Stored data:
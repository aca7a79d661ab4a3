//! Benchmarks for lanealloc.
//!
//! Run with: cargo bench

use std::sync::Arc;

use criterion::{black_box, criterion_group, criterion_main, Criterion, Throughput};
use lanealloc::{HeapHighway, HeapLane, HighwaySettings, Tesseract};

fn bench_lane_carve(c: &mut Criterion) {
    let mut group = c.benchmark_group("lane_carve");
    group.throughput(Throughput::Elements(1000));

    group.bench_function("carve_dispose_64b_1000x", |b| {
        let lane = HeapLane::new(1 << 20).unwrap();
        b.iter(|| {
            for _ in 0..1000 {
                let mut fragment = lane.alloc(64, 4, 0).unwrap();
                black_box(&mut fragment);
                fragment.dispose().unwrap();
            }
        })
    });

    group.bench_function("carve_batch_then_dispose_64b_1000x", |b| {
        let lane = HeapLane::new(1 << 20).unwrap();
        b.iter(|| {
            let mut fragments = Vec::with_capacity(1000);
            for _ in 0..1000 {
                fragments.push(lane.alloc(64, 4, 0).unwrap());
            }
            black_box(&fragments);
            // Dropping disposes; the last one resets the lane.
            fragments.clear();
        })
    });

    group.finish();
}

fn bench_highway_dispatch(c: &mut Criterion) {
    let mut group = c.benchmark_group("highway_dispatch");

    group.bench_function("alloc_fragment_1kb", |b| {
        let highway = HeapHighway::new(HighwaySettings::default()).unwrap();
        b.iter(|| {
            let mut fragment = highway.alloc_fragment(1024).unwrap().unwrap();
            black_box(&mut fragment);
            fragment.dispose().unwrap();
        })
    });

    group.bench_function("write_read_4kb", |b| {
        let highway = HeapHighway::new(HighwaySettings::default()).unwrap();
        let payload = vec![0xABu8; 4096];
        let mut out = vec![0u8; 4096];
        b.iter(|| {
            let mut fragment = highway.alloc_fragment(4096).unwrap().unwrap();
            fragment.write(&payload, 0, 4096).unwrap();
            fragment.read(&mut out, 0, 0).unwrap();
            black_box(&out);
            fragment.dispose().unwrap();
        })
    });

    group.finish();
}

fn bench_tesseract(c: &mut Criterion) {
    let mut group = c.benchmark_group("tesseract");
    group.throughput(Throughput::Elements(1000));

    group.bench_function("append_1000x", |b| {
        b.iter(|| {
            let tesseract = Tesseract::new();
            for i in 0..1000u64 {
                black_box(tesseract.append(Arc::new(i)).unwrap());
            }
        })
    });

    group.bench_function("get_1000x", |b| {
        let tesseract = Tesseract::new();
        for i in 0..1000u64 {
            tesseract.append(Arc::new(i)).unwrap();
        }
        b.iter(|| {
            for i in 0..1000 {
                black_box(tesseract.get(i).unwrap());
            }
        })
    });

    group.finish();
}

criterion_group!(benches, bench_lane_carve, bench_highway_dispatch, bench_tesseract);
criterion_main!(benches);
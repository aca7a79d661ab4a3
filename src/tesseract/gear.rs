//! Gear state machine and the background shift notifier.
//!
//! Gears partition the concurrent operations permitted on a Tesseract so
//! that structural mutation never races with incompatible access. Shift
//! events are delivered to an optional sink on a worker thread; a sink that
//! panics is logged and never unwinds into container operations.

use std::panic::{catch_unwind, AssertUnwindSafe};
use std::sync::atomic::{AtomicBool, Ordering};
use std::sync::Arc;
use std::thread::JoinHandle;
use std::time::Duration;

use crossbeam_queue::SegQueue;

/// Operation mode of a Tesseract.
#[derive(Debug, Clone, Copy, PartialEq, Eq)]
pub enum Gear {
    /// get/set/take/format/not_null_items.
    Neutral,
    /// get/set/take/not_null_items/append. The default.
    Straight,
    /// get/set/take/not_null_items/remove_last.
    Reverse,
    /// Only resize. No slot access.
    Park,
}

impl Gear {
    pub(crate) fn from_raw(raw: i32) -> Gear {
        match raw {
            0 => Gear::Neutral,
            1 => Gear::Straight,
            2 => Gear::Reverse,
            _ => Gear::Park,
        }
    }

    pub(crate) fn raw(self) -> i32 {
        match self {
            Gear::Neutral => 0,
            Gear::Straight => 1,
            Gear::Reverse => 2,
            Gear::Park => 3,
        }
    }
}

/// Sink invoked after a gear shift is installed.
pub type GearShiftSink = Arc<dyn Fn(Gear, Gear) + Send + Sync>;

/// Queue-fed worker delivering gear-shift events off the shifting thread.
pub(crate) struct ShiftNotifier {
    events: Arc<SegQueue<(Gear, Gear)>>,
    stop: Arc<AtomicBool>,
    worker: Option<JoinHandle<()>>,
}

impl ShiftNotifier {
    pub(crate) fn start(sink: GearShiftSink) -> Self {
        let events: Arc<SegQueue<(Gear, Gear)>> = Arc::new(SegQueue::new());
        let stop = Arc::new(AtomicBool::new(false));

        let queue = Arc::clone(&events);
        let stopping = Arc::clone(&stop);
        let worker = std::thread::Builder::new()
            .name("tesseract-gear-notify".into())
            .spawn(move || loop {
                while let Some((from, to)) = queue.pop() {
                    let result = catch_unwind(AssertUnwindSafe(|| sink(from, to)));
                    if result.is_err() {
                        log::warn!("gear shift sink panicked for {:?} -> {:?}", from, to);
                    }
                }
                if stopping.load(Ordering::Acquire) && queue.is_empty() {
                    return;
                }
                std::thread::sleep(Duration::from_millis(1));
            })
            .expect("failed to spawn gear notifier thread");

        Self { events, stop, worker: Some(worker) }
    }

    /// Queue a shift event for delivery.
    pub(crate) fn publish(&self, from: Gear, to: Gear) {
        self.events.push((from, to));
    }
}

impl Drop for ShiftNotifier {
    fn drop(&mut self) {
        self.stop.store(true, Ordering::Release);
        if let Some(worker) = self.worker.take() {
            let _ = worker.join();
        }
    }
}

REQUIRED ACTION: Every record listed above should be reproduced exactly.

RESPONSE FOR THIS EXERCISE:
repository aca7a79d661ab4a3
//! Benchmarks for lanealloc.
//!
//! Run with: cargo bench

use std::sync::Arc;

use criterion::{black_box, criterion_group, criterion_main, Criterion, Throughput};
use lanealloc::{HeapHighway, HeapLane, HighwaySettings, Tesseract};

fn bench_lane_carve(c: &mut Criterion) {
    let mut group = c.benchmark_group("lane_carve");
    group.throughput(Throughput::Elements(1000));

    group.bench_function("carve_dispose_64b_1000x", |b| {
        let lane = HeapLane::new(1 << 20).unwrap();
        b.iter(|| {
            for _ in 0..1000 {
                let mut fragment = lane.alloc(64, 4, 0).unwrap();
                black_box(&mut fragment);
                fragment.dispose().unwrap();
            }
        })
    });

    group.bench_function("carve_batch_then_dispose_64b_1000x", |b| {
        let lane = HeapLane::new(1 << 20).unwrap();
        b.iter(|| {
            let mut fragments = Vec::with_capacity(1000);
            for _ in 0..1000 {
                fragments.push(lane.alloc(64, 4, 0).unwrap());
            }
            black_box(&fragments);
            // Dropping disposes; the last one resets the lane.
            fragments.clear();
        })
    });

    group.finish();
}

fn bench_highway_dispatch(c: &mut Criterion) {
    let mut group = c.benchmark_group("highway_dispatch");

    group.bench_function("alloc_fragment_1kb", |b| {
        let highway = HeapHighway::new(HighwaySettings::default()).unwrap();
        b.iter(|| {
            let mut fragment = highway.alloc_fragment(1024).unwrap().unwrap();
            black_box(&mut fragment);
            fragment.dispose().unwrap();
        })
    });

    group.bench_function("write_read_4kb", |b| {
        let highway = HeapHighway::new(HighwaySettings::default()).unwrap();
        let payload = vec![0xABu8; 4096];
        let mut out = vec![0u8; 4096];
        b.iter(|| {
            let mut fragment = highway.alloc_fragment(4096).unwrap().unwrap();
            fragment.write(&payload, 0, 4096).unwrap();
            fragment.read(&mut out, 0, 0).unwrap();
            black_box(&out);
            fragment.dispose().unwrap();
        })
    });

    group.finish();
}

fn bench_tesseract(c: &mut Criterion) {
    let mut group = c.benchmark_group("tesseract");
    group.throughput(Throughput::Elements(1000));

    group.bench_function("append_1000x", |b| {
        b.iter(|| {
            let tesseract = Tesseract::new();
            for i in 0..1000u64 {
                black_box(tesseract.append(Arc::new(i)).unwrap());
            }
        })
    });

    group.bench_function("get_1000x", |b| {
        let tesseract = Tesseract::new();
        for i in 0..1000u64 {
            tesseract.append(Arc::new(i)).unwrap();
        }
        b.iter(|| {
            for i in 0..1000 {
                black_box(tesseract.get(i).unwrap());
            }
        })
    });

    group.finish();
}

criterion_group!(benches, bench_lane_carve, bench_highway_dispatch, bench_tesseract);
criterion_main!(benches);
repository aca7a79d661ab4a3
filename src/tesseract/gear.rs
//! Gear state machine and the background shift notifier.
//!
//! Gears partition the concurrent operations permitted on a Tesseract so
//! that structural mutation never races with incompatible access. Shift
//! events are delivered to an optional sink on a worker thread; a sink that
//! panics is logged and never unwinds into container operations.

use std::panic::{catch_unwind, AssertUnwindSafe};
use std::sync::atomic::{AtomicBool, Ordering};
use std::sync::Arc;
use std::thread::JoinHandle;
use std::time::Duration;

use crossbeam_queue::SegQueue;

/// Operation mode of a Tesseract.
#[derive(Debug, Clone, Copy, PartialEq, Eq)]
pub enum Gear {
    /// get/set/take/format/not_null_items.
    Neutral,
    /// get/set/take/not_null_items/append. The default.
    Straight,
    /// get/set/take/not_null_items/remove_last.
    Reverse,
    /// Only resize. No slot access.
    Park,
}

impl Gear {
    pub(crate) fn from_raw(raw: i32) -> Gear {
        match raw {
            0 => Gear::Neutral,
            1 => Gear::Straight,
            2 => Gear::Reverse,
            _ => Gear::Park,
        }
    }

    pub(crate) fn raw(self) -> i32 {
        match self {
            Gear::Neutral => 0,
            Gear::Straight => 1,
            Gear::Reverse => 2,
            Gear::Park => 3,
        }
    }
}

/// Sink invoked after a gear shift is installed.
pub type GearShiftSink = Arc<dyn Fn(Gear, Gear) + Send + Sync>;

/// Queue-fed worker delivering gear-shift events off the shifting thread.
pub(crate) struct ShiftNotifier {
    events: Arc<SegQueue<(Gear, Gear)>>,
    stop: Arc<AtomicBool>,
    worker: Option<JoinHandle<()>>,
}

impl ShiftNotifier {
    pub(crate) fn start(sink: GearShiftSink) -> Self {
        let events: Arc<SegQueue<(Gear, Gear)>> = Arc::new(SegQueue::new());
        let stop = Arc::new(AtomicBool::new(false));

        let queue = Arc::clone(&events);
        let stopping = Arc::clone(&stop);
        let worker = std::thread::Builder::new()
            .name("tesseract-gear-notify".into())
            .spawn(move || loop {
                while let Some((from, to)) = queue.pop() {
                    let result = catch_unwind(AssertUnwindSafe(|| sink(from, to)));
                    if result.is_err() {
                        log::warn!("gear shift sink panicked for {:?} -> {:?}", from, to);
                    }
                }
                if stopping.load(Ordering::Acquire) && queue.is_empty() {
                    return;
                }
                std::thread::sleep(Duration::from_millis(1));
            })
            .expect("failed to spawn gear notifier thread");

        Self { events, stop, worker: Some(worker) }
    }

    /// Queue a shift event for delivery.
    pub(crate) fn publish(&self, from: Gear, to: Gear) {
        self.events.push((from, to));
    }
}

impl Drop for ShiftNotifier {
    fn drop(&mut self) {
        self.stop.store(true, Ordering::Release);
        if let Some(worker) = self.worker.take() {
            let _ = worker.join();
        }
    }
}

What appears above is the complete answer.